Twitter: Here's how all those celebs got hacked, and how to protect yourself
This week the news has been full of examples of notable celebrities from Facebook CEO Mark Zuckerberg to Kylie Jenner who found their Twitter accounts hacked. On Tuesday, the NFL's official Twitter account was hijacked by someone who falsely announced the death of commissioner Roger Goodell.
Bold-faced names aren't the only ones at risk. On Thursday, the security website LeakedSource reported that some 32 million Twitter user credentials, including passwords, had surfaced.
But Twitter denied that it was the victim of a data breach. Instead, it suggested that the data might have been gathered from hacks at other sites or through malware that could have lifted data from people's own computers.
In a blog post, Twitter's Trust and Security Officer Michael Coates wrote that the company has investigated claims of Twitter handles and passwords available on the "dark web," and has notified users who might have been compromised.
"In each of the recent password disclosures, we cross-checked the data with our records," he wrote. "As a result, a number of Twitter accounts were identified for extra protection. Accounts with direct password exposure were locked and require a password reset by the account owner."
Coates went on to say that Twitter applies various methods to ensure accounts are protected "on an ongoing basis," which includes using "HTTPS everywhere and security for email from twitter.com."
Account access is also protected by evaluating location, what device was in use, and login history in order to flag suspicious account behavior. When a user's account is exposed, the user is sent a password reset notification, Coates said.

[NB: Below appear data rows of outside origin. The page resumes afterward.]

// Copyright (c) 2025 woxQAQ
//
// Licensed under the MIT License or Apache License 2.0
// See LICENSE files for details

//! YAML render-case format parser
//!
//! A case file holds one or more YAML documents separated by `---`. Each
//! document describes a tagged JSON node and what reviving it must produce:
//!
//! ```yaml
//! description: Delete with two conditions
//! dialect: mysql
//! json: |
//!   {"classname": "Delete", "name": "Student"}
//! sql: DELETE FROM `Student`
//! ---
//! description: Unknown tag
//! json: '{"classname": "Bogus"}'
//! error: KindNotFound
//! ```
//!
//! `error` names the expected `IrError` variant; `sql` and `error` are
//! mutually exclusive.

use std::path::Path;

use serde::{Deserialize, Deserializer};
use thiserror::Error;
use typed_sql_ir::Dialect;

/// A single render case
#[derive(Debug, Clone, PartialEq, Deserialize)]
pub struct RenderCase {
    pub description: String,
    #[serde(default, deserialize_with = "dialect")]
    pub dialect: Dialect,
    pub json: String,
    #[serde(default)]
    pub sql: Option<String>,
    #[serde(default)]
    pub error: Option<String>,
}

/// Parse errors
#[derive(Debug, Error)]
pub enum ParseError {
    #[error("IO error: {0}")]
    Io(#[from] std::io::Error),

    #[error("YAML error: {0}")]
    Yaml(#[from] serde_yaml::Error),

    #[error("Case '{0}' sets both sql and error")]
    Conflicting(String),

    #[error("Missing required field: {0}")]
    MissingField(&'static str),

    #[error("Empty test case file")]
    EmptyFile,
}

fn dialect<'de, D>(deserializer: D) -> Result<Dialect, D::Error>
where
    D: Deserializer<'de>,
{
    let s = String::deserialize(deserializer)?;
    match s.trim().to_lowercase().as_str() {
        "mysql" => Ok(Dialect::MySQL),
        "postgresql" | "postgres" => Ok(Dialect::PostgreSQL),
        _ => Err(serde::de::Error::custom(format!(
            "Invalid dialect value: {}",
            s
        ))),
    }
}

/// Parse a case file
pub fn parse_case_file(path: &Path) -> Result<Vec<RenderCase>, ParseError> {
    let content = std::fs::read_to_string(path)?;
    parse_case_content(&content)
}

/// Parse case content from a string
pub fn parse_case_content(content: &str) -> Result<Vec<RenderCase>, ParseError> {
    let mut cases = Vec::new();
    for document in serde_yaml::Deserializer::from_str(content) {
        let value = serde_yaml::Value::deserialize(document)?;
        // tolerate a leading or trailing separator
        if value.is_null() {
            continue;
        }
        let case: RenderCase = serde_yaml::from_value(value)?;
        if case.description.trim().is_empty() {
            return Err(ParseError::MissingField("description"));
        }
        if case.sql.is_some() && case.error.is_some() {
            return Err(ParseError::Conflicting(case.description));
        }
        cases.push(case);
    }
    if cases.is_empty() {
        return Err(ParseError::EmptyFile);
    }
    Ok(cases)
}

So, in light of all of this, what should the average Twitter user do to ensure account safety?
Coates recommended a few basic steps. For one, they should enable two-factor account authentication, which ads an additional login verification step to increase security.
In addition -- a point often stressed by tech security experts -- users should not reuse the same password on multiple websites. Coates urged users to create a strong, unique password for their Twitter accounts.
Finally, Coates wrote that users should consider using a password manager like 1Password or LastPass, which ensures they are using unique, secure passwords for all of their various online and social accounts.
"The recent prevalence of data breaches from other websites is challenging for all websites -- not just those breached. Attackers mine the exposed username, email and password data, leverage automation, and then attempt to automatically test this login data and passwords against all top websites," he wrote. "If a person used the same username and password on multiple sites then attackers could, in some situations, automatically take over their account. That's why a breach of passwords associated with website X could result in compromised accounts at unrelated website Y."
Two other massive data breaches reported in recent weeks have added to concerns about users' data being exposed or exploited online. LeakedSource reported in late May that more than 360 million records from Myspace were obtained from a hacking incident in 2013. And user information, including passwords, from 167 million LinkedIn accounts also surfaced, apparently obtained in a 2012 hack.